Falta de apoio e tensões internas
Além da oposição externa, a candidatura de Flávio sofre com a falta de apoio dentro da própria base bolsonarista. A retirada gradual de subsídios aos combustíveis, medida adotada pelo governo atual, gerou insatisfação entre aliados e complicou ainda mais o cenário para o senador. As tensões políticas internas, com disputas entre facções do bolsonarismo, também enfraquecem sua campanha.

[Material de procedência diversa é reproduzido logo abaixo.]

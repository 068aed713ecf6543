use serde::Deserialize;
use serde_json::json;
use std::error::Error;
use std::fmt;
use std::fs;
use std::sync::Arc;
use log::info;

use crate::llm::chat::ToolDefinition;

pub const ANALYZE_PCAP_TOOL: &str = "analyze_pcap";

const DEFAULT_SYSTEM_PROMPT: &str = "You are a 5G control plane traffic analyzer with access to a PCAP analysis tool.

You have the analyze_pcap tool that lets you search packets by:
- display_filter: Wireshark filters like \"ngap\", \"nas-5gs\", \"pfcp\", or complex filters
- field_patterns: Search for fields containing specific patterns like \"qos\", \"qfi\", \"bitrate\", \"gbr\", \"mbr\"

For QoS analysis:
1. First search PDU Session packets: display_filter=\"ngap\" with field_patterns=[\"qos\", \"qfi\", \"5qi\", \"bitrate\", \"gbr\", \"mbr\"]
2. Also check PFCP packets: display_filter=\"pfcp\" with field_patterns=[\"qos\", \"pdr\", \"far\", \"qer\"]
3. Look for fields like:
   - qosFlowLevelQosParameters
   - qfi (QoS Flow Identifier)
   - fiveQI or 5qi
   - gbrQosInformation
   - maximumBitRate, guaranteedFlowBitRate
   - priorityLevelQos

Always use the tool to get actual data before answering.";

const DEFAULT_TOOL_DESCRIPTION: &str =
    "Analyze PCAP file using tshark with filters to extract specific packet data";

const DEFAULT_CONTEXT_HINT: &str =
    "Use the analyze_pcap tool to search for specific information like QoS parameters.";

#[derive(Debug)]
pub enum PromptError {
    IoError(std::io::Error),
    JsonError(serde_json::Error),
}

impl fmt::Display for PromptError {
    fn fmt(&self, f: &mut fmt::Formatter<'_>) -> fmt::Result {
        match self {
            PromptError::IoError(e) => write!(f, "Prompt file IO error: {}", e),
            PromptError::JsonError(e) => write!(f, "Prompt JSON parsing error: {}", e),
        }
    }
}

impl Error for PromptError {
    fn source(&self) -> Option<&(dyn Error + 'static)> {
        match self {
            PromptError::IoError(e) => Some(e),
            PromptError::JsonError(e) => Some(e),
        }
    }
}

impl From<std::io::Error> for PromptError {
    fn from(err: std::io::Error) -> Self {
        PromptError::IoError(err)
    }
}

impl From<serde_json::Error> for PromptError {
    fn from(err: serde_json::Error) -> Self {
        PromptError::JsonError(err)
    }
}

#[derive(Deserialize, Debug, Clone, PartialEq)]
#[serde(default)]
pub struct PromptConfig {
    pub system_prompt: String,
    pub tool_description: String,
    pub context_hint: String,
}

impl Default for PromptConfig {
    fn default() -> Self {
        Self {
            system_prompt: DEFAULT_SYSTEM_PROMPT.to_string(),
            tool_description: DEFAULT_TOOL_DESCRIPTION.to_string(),
            context_hint: DEFAULT_CONTEXT_HINT.to_string(),
        }
    }
}

/// Reads a prompts file; keys it leaves out keep their built-in text.
pub fn load_prompts(path: Option<&str>) -> Result<Arc<PromptConfig>, PromptError> {
    let Some(path) = path else {
        return Ok(Arc::new(PromptConfig::default()));
    };
    let file_content = fs::read_to_string(path)?;
    let config: PromptConfig = serde_json::from_str(&file_content)?;
    info!("Loaded prompts from: {}", path);
    Ok(Arc::new(config))
}

pub fn analyze_pcap_tool(config: &PromptConfig) -> ToolDefinition {
    ToolDefinition {
        name: ANALYZE_PCAP_TOOL.to_string(),
        description: config.tool_description.clone(),
        parameters: json!({
            "type": "object",
            "properties": {
                "display_filter": {
                    "type": "string",
                    "description": "Wireshark display filter (e.g., 'ngap', 'nas-5gs', 'sctp.port==38412')"
                },
                "field_patterns": {
                    "type": "array",
                    "items": {"type": "string"},
                    "description": "Pattern to search for in field names (e.g., 'qos', 'qfi', 'bitrate')"
                },
                "limit": {
                    "type": "integer",
                    "description": "Maximum number of packets to analyze (default: 200)"
                }
            },
            "required": ["display_filter"]
        }),
    }
}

Influência nos EUA em declínio
A influência bolsonarista nos Estados Unidos, que já foi forte durante a gestão Trump, agora é vista com ceticismo. Novas tarifas comerciais impostas pelo governo americano afetam diretamente os interesses de setores aliados ao bolsonarismo, reduzindo o apoio internacional. Segundo analistas políticos, o antibolsonarismo se tornou um fenômeno transnacional, com reflexos nas relações bilaterais.
Perspectivas para 2026
Com a eleição se aproximando, Flávio Bolsonaro tenta reverter o quadro adverso, mas a rejeição ao sobrenome Bolsonaro em estados-chave e a falta de uma base sólida de apoio tornam o caminho árduo. O antibolsonarismo, alimentado por erros de gestão e pelo desgaste da imagem familiar, promete ser o principal tema da campanha.